**Exercise description**
Each entry below is to be extracted exactly.

**Given records**

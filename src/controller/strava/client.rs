use reqwest::{Client, Url};

use super::types::{DetailedSegment, StravaConfig, StravaToken, SummarySegment};
use crate::error::AppError;

const SCOPE: &str = "read,read_all";

#[derive(Clone, Debug)]
pub struct StravaClient {
    client: Client,
    config: StravaConfig,
}

impl StravaClient {
    #[must_use]
    pub fn new(config: StravaConfig) -> Self {
        Self {
            client: Client::new(),
            config,
        }
    }

    #[must_use]
    pub fn config(&self) -> &StravaConfig {
        &self.config
    }

    fn endpoint(base: &str, path: &str) -> Result<Url, AppError> {
        let joined = format!("{}/{}", base.trim_end_matches('/'), path);
        Url::parse(&joined).map_err(|e| AppError::Invalid(format!("strava url '{joined}': {e}")))
    }

    /// Where to send the user to grant access.
    ///
    /// # Errors
    ///
    /// Will return `Err` if the configured oauth base is not a url
    pub fn authorize_url(&self, state: &str) -> Result<Url, AppError> {
        let mut url = Self::endpoint(&self.config.oauth_base, "authorize")?;
        url.query_pairs_mut()
            .append_pair("client_id", &self.config.client_id)
            .append_pair("redirect_uri", &self.config.redirect_uri)
            .append_pair("response_type", "code")
            .append_pair("approval_prompt", "auto")
            .append_pair("scope", SCOPE)
            .append_pair("state", state);
        Ok(url)
    }

    /// # Errors
    ///
    /// Will return `Err` if the token endpoint rejects the code
    pub async fn exchange_code(&self, code: &str) -> Result<StravaToken, AppError> {
        self.token_request(&[
            ("client_id", self.config.client_id.as_str()),
            ("client_secret", self.config.client_secret.as_str()),
            ("code", code),
            ("grant_type", "authorization_code"),
        ])
        .await
    }

    /// Refresh responses carry no athlete, so the old one is kept.
    ///
    /// # Errors
    ///
    /// Will return `Err` if the token endpoint rejects the refresh token
    pub async fn refresh(&self, token: &StravaToken) -> Result<StravaToken, AppError> {
        let mut fresh = self
            .token_request(&[
                ("client_id", self.config.client_id.as_str()),
                ("client_secret", self.config.client_secret.as_str()),
                ("refresh_token", token.refresh_token.as_str()),
                ("grant_type", "refresh_token"),
            ])
            .await?;
        if fresh.athlete.is_none() {
            fresh.athlete.clone_from(&token.athlete);
        }
        Ok(fresh)
    }

    async fn token_request(&self, form: &[(&str, &str)]) -> Result<StravaToken, AppError> {
        let url = Self::endpoint(&self.config.oauth_base, "token")?;
        let resp = self.client.post(url).form(form).send().await?;
        let status = resp.status();
        if !status.is_success() {
            let body = resp.text().await.unwrap_or_default();
            return Err(AppError::Auth(format!("token request failed ({status}): {body}")));
        }
        Ok(resp.json().await?)
    }

    /// # Errors
    ///
    /// Will return `Err` if the request fails or the token is rejected
    pub async fn starred_segments(
        &self,
        token: &StravaToken,
        page: u32,
        per_page: u32,
    ) -> Result<Vec<SummarySegment>, AppError> {
        let url = Self::endpoint(&self.config.api_base, "segments/starred")?;
        let resp = self
            .client
            .get(url)
            .bearer_auth(&token.access_token)
            .query(&[("page", page), ("per_page", per_page)])
            .send()
            .await?;
        Ok(Self::check(resp).await?.json().await?)
    }

    /// # Errors
    ///
    /// Will return `Err` if the request fails, the token is rejected, or the segment is unknown
    pub async fn segment_detail(
        &self,
        token: &StravaToken,
        id: i64,
    ) -> Result<DetailedSegment, AppError> {
        let url = Self::endpoint(&self.config.api_base, &format!("segments/{id}"))?;
        let resp = self
            .client
            .get(url)
            .bearer_auth(&token.access_token)
            .send()
            .await?;
        Ok(Self::check(resp).await?.json().await?)
    }

    async fn check(resp: reqwest::Response) -> Result<reqwest::Response, AppError> {
        let status = resp.status();
        if status.is_success() {
            return Ok(resp);
        }
        let body = resp.text().await.unwrap_or_default();
        match status.as_u16() {
            401 | 403 => Err(AppError::Auth(body)),
            404 => Err(AppError::NotFound(body)),
            code => Err(AppError::Api { status: code, body }),
        }
    }
}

**Worked solution**
filename src/controller/strava/client.rs
use reqwest::{Client, Url};

use super::types::{DetailedSegment, StravaConfig, StravaToken, SummarySegment};
use crate::error::AppError;

const SCOPE: &str = "read,read_all";

#[derive(Clone, Debug)]
pub struct StravaClient {
    client: Client,
    config: StravaConfig,
}

impl StravaClient {
    #[must_use]
    pub fn new(config: StravaConfig) -> Self {
        Self {
            client: Client::new(),
            config,
        }
    }

    #[must_use]
    pub fn config(&self) -> &StravaConfig {
        &self.config
    }

    fn endpoint(base: &str, path: &str) -> Result<Url, AppError> {
        let joined = format!("{}/{}", base.trim_end_matches('/'), path);
        Url::parse(&joined).map_err(|e| AppError::Invalid(format!("strava url '{joined}': {e}")))
    }

    /// Where to send the user to grant access.
    ///
    /// # Errors
    ///
    /// Will return `Err` if the configured oauth base is not a url
    pub fn authorize_url(&self, state: &str) -> Result<Url, AppError> {
        let mut url = Self::endpoint(&self.config.oauth_base, "authorize")?;
        url.query_pairs_mut()
            .append_pair("client_id", &self.config.client_id)
            .append_pair("redirect_uri", &self.config.redirect_uri)
            .append_pair("response_type", "code")
            .append_pair("approval_prompt", "auto")
            .append_pair("scope", SCOPE)
            .append_pair("state", state);
        Ok(url)
    }

    /// # Errors
    ///
    /// Will return `Err` if the token endpoint rejects the code
    pub async fn exchange_code(&self, code: &str) -> Result<StravaToken, AppError> {
        self.token_request(&[
            ("client_id", self.config.client_id.as_str()),
            ("client_secret", self.config.client_secret.as_str()),
            ("code", code),
            ("grant_type", "authorization_code"),
        ])
        .await
    }

    /// Refresh responses carry no athlete, so the old one is kept.
    ///
    /// # Errors
    ///
    /// Will return `Err` if the token endpoint rejects the refresh token
    pub async fn refresh(&self, token: &StravaToken) -> Result<StravaToken, AppError> {
        let mut fresh = self
            .token_request(&[
                ("client_id", self.config.client_id.as_str()),
                ("client_secret", self.config.client_secret.as_str()),
                ("refresh_token", token.refresh_token.as_str()),
                ("grant_type", "refresh_token"),
            ])
            .await?;
        if fresh.athlete.is_none() {
            fresh.athlete.clone_from(&token.athlete);
        }
        Ok(fresh)
    }

    async fn token_request(&self, form: &[(&str, &str)]) -> Result<StravaToken, AppError> {
        let url = Self::endpoint(&self.config.oauth_base, "token")?;
        let resp = self.client.post(url).form(form).send().await?;
        let status = resp.status();
        if !status.is_success() {
            let body = resp.text().await.unwrap_or_default();
            return Err(AppError::Auth(format!("token request failed ({status}): {body}")));
        }
        Ok(resp.json().await?)
    }

    /// # Errors
    ///
    /// Will return `Err` if the request fails or the token is rejected
    pub async fn starred_segments(
        &self,
        token: &StravaToken,
        page: u32,
        per_page: u32,
    ) -> Result<Vec<SummarySegment>, AppError> {
        let url = Self::endpoint(&self.config.api_base, "segments/starred")?;
        let resp = self
            .client
            .get(url)
            .bearer_auth(&token.access_token)
            .query(&[("page", page), ("per_page", per_page)])
            .send()
            .await?;
        Ok(Self::check(resp).await?.json().await?)
    }

    /// # Errors
    ///
    /// Will return `Err` if the request fails, the token is rejected, or the segment is unknown
    pub async fn segment_detail(
        &self,
        token: &StravaToken,
        id: i64,
    ) -> Result<DetailedSegment, AppError> {
        let url = Self::endpoint(&self.config.api_base, &format!("segments/{id}"))?;
        let resp = self
            .client
            .get(url)
            .bearer_auth(&token.access_token)
            .send()
            .await?;
        Ok(Self::check(resp).await?.json().await?)
    }

    async fn check(resp: reqwest::Response) -> Result<reqwest::Response, AppError> {
        let status = resp.status();
        if status.is_success() {
            return Ok(resp);
        }
        let body = resp.text().await.unwrap_or_default();
        match status.as_u16() {
            401 | 403 => Err(AppError::Auth(body)),
            404 => Err(AppError::NotFound(body)),
            code => Err(AppError::Api { status: code, body }),
        }
    }
}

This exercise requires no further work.